I don't think you can use the Intermediate Value Theorem to answer this. If taxonomists can entirely agree on one single path at each and every stage of evolution, the singular point of where an egg is now defined as a chicken egg where the egg that the creature which laid it hatched from is not a chicken egg--or vice versa, where a creature which is now defined as a chicken where its parents are not chickens--cannot be objectively determined. They're human-defined lines, which makes this entirely a human philosophy problem in the first place.

(EDIT: messed up the formatting of this image) I like this analogy here:

I like this analogy here.

It's not completely relevant to this discussion, but it has some good points here. We can all agree that, at some point, it stopped being one color and started being another, but any method we use to draw that line would be arbitrary anyway. Maybe you take the hex code and find the point where the blue value is greater than the red value, but where is the text purple? Does purple even exist under this definition? Or maybe the text is red when, say, the hex for red is 80+% the total color value, blue for the opposite case, and purple for the in-between cases? But then, why 80% and not 90%? This is starting to sound really pretentious, but my point here is that in agreement to your last point, there's no correct scientific answer to this problem.
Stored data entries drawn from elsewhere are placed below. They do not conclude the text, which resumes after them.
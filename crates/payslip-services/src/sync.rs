use chrono::{Local, NaiveDate};
use payslip_core::{FailureStage, MonthKey, SyncError, SyncReport};
use payslip_storage::{Destination, LocalArchive, WriteOutcome};
use std::collections::BTreeSet;
use std::sync::Arc;
use std::time::Duration;

use crate::source::PayslipSource;

const DEFAULT_FETCH_DELAY: Duration = Duration::from_secs(1);

/// Brings the destination up to date with the source for a window of recent
/// months.
///
/// All work is sequential: one fetch, one archive write and one destination
/// write at a time.
#[derive(Clone)]
pub struct SyncEngine {
    source: Arc<dyn PayslipSource>,
    destination: Arc<dyn Destination>,
    archive: LocalArchive,
    fetch_delay: Duration,
    keep_local_copies: bool,
}

impl SyncEngine {
    pub fn new(
        source: Arc<dyn PayslipSource>,
        destination: Arc<dyn Destination>,
        archive: LocalArchive,
    ) -> Self {
        Self {
            source,
            destination,
            archive,
            fetch_delay: DEFAULT_FETCH_DELAY,
            keep_local_copies: true,
        }
    }

    /// Pause between consecutive remote fetches.
    pub fn with_fetch_delay(mut self, delay: Duration) -> Self {
        self.fetch_delay = delay;
        self
    }

    pub fn with_keep_local_copies(mut self, keep: bool) -> Self {
        self.keep_local_copies = keep;
        self
    }

    pub async fn sync(&self, max_months_back: u32) -> Result<SyncReport, SyncError> {
        self.sync_at(Local::now().date_naive(), max_months_back).await
    }

    /// Sync the `max_months_back` months before the month containing `today`.
    #[tracing::instrument(skip(self), fields(backend = %self.destination.backend_type()))]
    pub async fn sync_at(
        &self,
        today: NaiveDate,
        max_months_back: u32,
    ) -> Result<SyncReport, SyncError> {
        let stored = self.stored_months().await;

        let candidates = MonthKey::recent(today, max_months_back);
        let missing: Vec<MonthKey> = candidates
            .iter()
            .copied()
            .filter(|month| !stored.contains(month))
            .collect();

        tracing::info!(
            checked = candidates.len(),
            stored = candidates.len() - missing.len(),
            missing = missing.len(),
            "Computed missing months"
        );

        let mut report = SyncReport {
            requested: missing.len(),
            ..SyncReport::default()
        };
        if missing.is_empty() {
            tracing::info!("All months already synced");
            return Ok(report);
        }

        self.source.authenticate().await?;

        for (index, month) in missing.into_iter().enumerate() {
            if index > 0 && !self.fetch_delay.is_zero() {
                tokio::time::sleep(self.fetch_delay).await;
            }
            self.sync_month(month, &mut report).await;
        }

        tracing::info!(
            requested = report.requested,
            fetched = report.fetched,
            uploaded = report.uploaded,
            skipped_duplicate = report.skipped_duplicate,
            failed_fetches = report.failed_fetches,
            failed_writes = report.failed_writes,
            "Sync complete"
        );
        Ok(report)
    }

    /// An unreadable destination is treated as empty; the writer's own
    /// same-name check still prevents overwrites.
    async fn stored_months(&self) -> BTreeSet<MonthKey> {
        match self.destination.list_stored_months().await {
            Ok(stored) => {
                tracing::info!(count = stored.len(), "Found existing months in destination");
                stored
            }
            Err(e) => {
                tracing::error!(error = %e, "Failed to list destination, assuming it is empty");
                BTreeSet::new()
            }
        }
    }

    async fn sync_month(&self, month: MonthKey, report: &mut SyncReport) {
        let artifact = match self.source.fetch(&month).await {
            Ok(Some(artifact)) => artifact,
            Ok(None) => {
                tracing::warn!(month = %month, "No payslip available");
                report.record_failure(month, FailureStage::Fetch, "no document returned");
                return;
            }
            Err(e) => {
                tracing::warn!(month = %month, error = %e, "Payslip download failed");
                report.record_failure(month, FailureStage::Fetch, e.to_string());
                return;
            }
        };
        report.fetched += 1;

        let archived = match self.archive.save(&artifact).await {
            Ok(path) => Some(path),
            Err(e) => {
                tracing::warn!(month = %month, error = %e, "Failed to keep local copy");
                None
            }
        };

        match self.destination.write(&artifact).await {
            Ok(WriteOutcome::Uploaded { file_id, .. }) => {
                tracing::info!(month = %month, file_id = %file_id, "Payslip uploaded");
                report.record_upload(month);
                if !self.keep_local_copies && archived.is_some() {
                    if let Err(e) = self.archive.remove(&month).await {
                        tracing::warn!(month = %month, error = %e, "Failed to remove local copy");
                    }
                }
            }
            Ok(WriteOutcome::Duplicate) => {
                tracing::info!(month = %month, "Payslip already in destination");
                report.skipped_duplicate += 1;
            }
            Err(e) => {
                tracing::error!(month = %month, error = %e, "Upload failed, local copy kept");
                report.record_failure(month, FailureStage::Write, e.to_string());
            }
        }
    }
}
If a tree falls in the forest and nobody is around to hear it, does it make a sound? Of course it does.

[-] Spuddaccino@reddthat.com 3 points 1 year ago

I see what you're saying, and I agree with it, but the question isn't asking "Which egg was the first chicken egg?", it's asking "Did the egg come before the chicken?" Determining the exact point is a way of answering the question, but is a lot of work that isn't strictly necessary to do so.
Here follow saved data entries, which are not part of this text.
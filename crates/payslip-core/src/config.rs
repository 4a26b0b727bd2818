//! Configuration module
//!
//! Settings for the Paybooks source, the destination store, the local
//! archive and email notification. Loaded once from the environment (and an
//! optional `.env` file) and passed explicitly to every component.

use std::env;
use std::path::{Path, PathBuf};

use crate::constants::{
    DEFAULT_MAX_MONTHS_BACK, DEFAULT_ROOT_FOLDER, GOOGLE_API_URL, MAX_MONTHS_BACK_LIMIT,
    PAYBOOKS_API_URL,
};
use crate::storage_types::DestinationBackend;

const HTTP_TIMEOUT_SECS: u64 = 30;
const LOGIN_TIMEOUT_SECS: u64 = 120;
const FETCH_DELAY_MS: u64 = 1000;
const SMTP_PORT: u16 = 587;

#[derive(Clone, Debug)]
pub struct SyncConfig {
    // Paybooks source
    pub paybooks_api_url: String,
    pub paybooks_login_token: Option<String>,
    pub paybooks_request_data: Option<String>,
    pub paybooks_login_command: Option<String>,
    pub paybooks_login_timeout_secs: u64,
    pub token_file: PathBuf,
    pub http_timeout_secs: u64,
    pub fetch_delay_ms: u64,
    pub max_months_back: u32,
    // Local archive and logs
    pub download_folder: PathBuf,
    pub keep_local_copies: bool,
    pub log_folder: PathBuf,
    // Destination
    pub destination_backend: DestinationBackend,
    pub drive_root_folder: String,
    pub drive_token_file: PathBuf,
    pub google_api_url: String,
    pub local_destination_path: Option<PathBuf>,
    // Email notification
    pub email_sender: Option<String>,
    pub email_password: Option<String>,
    pub email_recipient: Option<String>,
    pub smtp_server: String,
    pub smtp_port: u16,
}

/// Application configuration.
#[derive(Clone, Debug)]
pub struct Config(pub Box<SyncConfig>);

impl Config {
    fn inner(&self) -> &SyncConfig {
        &self.0
    }

    pub fn from_env() -> Result<Self, anyhow::Error> {
        let config = SyncConfig::from_env()?;
        Ok(Config(Box::new(config)))
    }

    pub fn validate(&self) -> Result<(), anyhow::Error> {
        self.inner().validate()
    }

    pub fn paybooks_api_url(&self) -> &str {
        &self.inner().paybooks_api_url
    }

    pub fn paybooks_login_token(&self) -> Option<&str> {
        self.inner().paybooks_login_token.as_deref()
    }

    pub fn paybooks_request_data(&self) -> Option<&str> {
        self.inner().paybooks_request_data.as_deref()
    }

    pub fn paybooks_login_command(&self) -> Option<&str> {
        self.inner().paybooks_login_command.as_deref()
    }

    pub fn paybooks_login_timeout_secs(&self) -> u64 {
        self.inner().paybooks_login_timeout_secs
    }

    pub fn token_file(&self) -> &Path {
        &self.inner().token_file
    }

    pub fn http_timeout_secs(&self) -> u64 {
        self.inner().http_timeout_secs
    }

    pub fn fetch_delay_ms(&self) -> u64 {
        self.inner().fetch_delay_ms
    }

    pub fn max_months_back(&self) -> u32 {
        self.inner().max_months_back
    }

    pub fn download_folder(&self) -> &Path {
        &self.inner().download_folder
    }

    pub fn keep_local_copies(&self) -> bool {
        self.inner().keep_local_copies
    }

    pub fn log_folder(&self) -> &Path {
        &self.inner().log_folder
    }

    pub fn destination_backend(&self) -> DestinationBackend {
        self.inner().destination_backend
    }

    pub fn drive_root_folder(&self) -> &str {
        &self.inner().drive_root_folder
    }

    pub fn drive_token_file(&self) -> &Path {
        &self.inner().drive_token_file
    }

    pub fn google_api_url(&self) -> &str {
        &self.inner().google_api_url
    }

    pub fn local_destination_path(&self) -> Option<&Path> {
        self.inner().local_destination_path.as_deref()
    }

    pub fn email_sender(&self) -> Option<&str> {
        self.inner().email_sender.as_deref()
    }

    pub fn email_password(&self) -> Option<&str> {
        self.inner().email_password.as_deref()
    }

    pub fn email_recipient(&self) -> Option<&str> {
        self.inner().email_recipient.as_deref()
    }

    pub fn smtp_server(&self) -> &str {
        &self.inner().smtp_server
    }

    pub fn smtp_port(&self) -> u16 {
        self.inner().smtp_port
    }
}

impl SyncConfig {
    pub fn from_env() -> Result<Self, anyhow::Error> {
        dotenvy::dotenv().ok();
        Self::from_lookup(|key| env::var(key).ok())
    }

    /// Build from an arbitrary key lookup. `from_env` passes `std::env::var`.
    pub fn from_lookup<F>(lookup: F) -> Result<Self, anyhow::Error>
    where
        F: Fn(&str) -> Option<String>,
    {
        let non_empty = |key: &str| lookup(key).map(|v| v.trim().to_string()).filter(|v| !v.is_empty());
        let flag = |key: &str, default: bool| {
            non_empty(key)
                .map(|v| v.to_lowercase().parse().unwrap_or(default))
                .unwrap_or(default)
        };

        let destination_backend = match non_empty("DESTINATION_BACKEND") {
            Some(raw) => raw.parse()?,
            None => DestinationBackend::Drive,
        };

        let max_months_back = match non_empty("MAX_MONTHS_BACK") {
            Some(raw) => raw
                .parse()
                .map_err(|_| anyhow::anyhow!("MAX_MONTHS_BACK must be a positive number"))?,
            None => DEFAULT_MAX_MONTHS_BACK,
        };

        let config = SyncConfig {
            paybooks_api_url: non_empty("PAYBOOKS_API_URL")
                .unwrap_or_else(|| PAYBOOKS_API_URL.to_string()),
            paybooks_login_token: non_empty("PAYBOOKS_LOGIN_TOKEN"),
            paybooks_request_data: non_empty("PAYBOOKS_REQUEST_DATA"),
            paybooks_login_command: non_empty("PAYBOOKS_LOGIN_COMMAND"),
            paybooks_login_timeout_secs: non_empty("PAYBOOKS_LOGIN_TIMEOUT_SECS")
                .and_then(|s| s.parse().ok())
                .unwrap_or(LOGIN_TIMEOUT_SECS),
            token_file: non_empty("PAYBOOKS_TOKEN_FILE")
                .map(PathBuf::from)
                .unwrap_or_else(|| PathBuf::from(".paybooks_token")),
            http_timeout_secs: non_empty("PAYBOOKS_HTTP_TIMEOUT_SECS")
                .and_then(|s| s.parse().ok())
                .filter(|&secs| secs > 0)
                .unwrap_or(HTTP_TIMEOUT_SECS),
            fetch_delay_ms: non_empty("FETCH_DELAY_MS")
                .and_then(|s| s.parse().ok())
                .unwrap_or(FETCH_DELAY_MS),
            max_months_back,
            download_folder: non_empty("DOWNLOAD_FOLDER")
                .map(PathBuf::from)
                .unwrap_or_else(|| PathBuf::from("downloads")),
            keep_local_copies: flag("KEEP_LOCAL_COPIES", true),
            log_folder: non_empty("LOG_FOLDER")
                .map(PathBuf::from)
                .unwrap_or_else(|| PathBuf::from("logs")),
            destination_backend,
            drive_root_folder: lookup("GOOGLE_DRIVE_ROOT_FOLDER")
                .map(|s| s.trim().to_string())
                .unwrap_or_else(|| DEFAULT_ROOT_FOLDER.to_string()),
            drive_token_file: non_empty("GOOGLE_DRIVE_TOKEN_FILE")
                .map(PathBuf::from)
                .unwrap_or_else(|| PathBuf::from("token.json")),
            google_api_url: non_empty("GOOGLE_DRIVE_API_URL")
                .unwrap_or_else(|| GOOGLE_API_URL.to_string()),
            local_destination_path: non_empty("LOCAL_DESTINATION_PATH").map(PathBuf::from),
            email_sender: non_empty("EMAIL_SENDER"),
            email_password: non_empty("EMAIL_PASSWORD"),
            email_recipient: non_empty("EMAIL_RECIPIENT"),
            smtp_server: non_empty("SMTP_SERVER").unwrap_or_else(|| "smtp.gmail.com".to_string()),
            smtp_port: non_empty("SMTP_PORT")
                .and_then(|s| s.parse().ok())
                .filter(|&p| p > 0)
                .unwrap_or(SMTP_PORT),
        };

        config.validate()?;
        Ok(config)
    }

    pub fn validate(&self) -> Result<(), anyhow::Error> {
        if !(1..=MAX_MONTHS_BACK_LIMIT).contains(&self.max_months_back) {
            return Err(anyhow::anyhow!(
                "MAX_MONTHS_BACK must be between 1 and {}",
                MAX_MONTHS_BACK_LIMIT
            ));
        }

        if self.drive_root_folder.is_empty() {
            return Err(anyhow::anyhow!("GOOGLE_DRIVE_ROOT_FOLDER must not be empty"));
        }

        if self.destination_backend == DestinationBackend::Local
            && self.local_destination_path.is_none()
        {
            return Err(anyhow::anyhow!(
                "LOCAL_DESTINATION_PATH must be set when using the local destination backend"
            ));
        }

        Ok(())
    }
}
We can use the Theorem because we don't care when that point actually was, the question doesn't ask that. We just need to prove that there was such a point, and the Theorem does that.

To use that text as an analogy, we don't care which is the first purple or blue word, we just know there is one because the gradient starts from red, passes through purple, and ends up blue, so it must have a first purple word and a first blue word.

[-] funnystuff97@lemmy.world 0 points 1 year ago

Sure, but if you're using the IVT as a proof that there was a point where there was indeed a "first chicken egg", you still haven't answered whether the first chicken egg came before the first chicken. Clearly there was a first egg and there was a first chicken, IVT proves this, but which came first? This depends on those definitions. We'd need to find exactly where it "passes over", which could depend on who you ask.

If you define a chicken as hatching from a chicken egg ("every chicken must have hatched from a chicken egg"), then the egg came first. If you define a chicken egg as an egg that was laid by a chicken ("all chicken eggs must have been laid by chickens"), then the chicken came first. And notice how these definitions are not necessarily mutually exclusive, leading to this whole philosophical issue in the first place.

If, in a much more extremely broad sense, we're asking which came first, chickens or eggs in general, then I think we could agree that eggs came first, as I believe creatures were laying eggs long before the first "chicken" emerged, for most definitions of "chicken".

[-] Spuddaccino@reddthat.com 2 points 1 year ago* (last edited 1 year ago)

We'd need to find exactly where it "passes over", which could depend on who you ask.

No, we don't. It doesn't matter when that is, because you and I both agree that it's out there somewhere, and that at the point in time referenced, a non-chicken laid an egg and a chicken hatched out of it. That's all we need out of that point, and neither of us are disputing that part of it.

If you define a chicken as hatching from a chicken egg ("every chicken must have hatched from a chicken egg"), then the egg came first. If you define a chicken egg as an egg that was laid by a chicken ("all chicken eggs must have been laid by chickens"), then the chicken came first.

Agreed. I, personally, use the broader egg definition you reference in the last paragraph, but a definition of "chicken egg" would put the whole thing to rest, and I propose this: Not every chicken egg contains a viable chicken. We all agree that these eggs are still chicken eggs when we buy them at the supermarket, though, so my proposed definition is that a chicken egg is laid by a chicken. Otherwise, we end up with unclassified eggs in our omelettes, and we can't have that.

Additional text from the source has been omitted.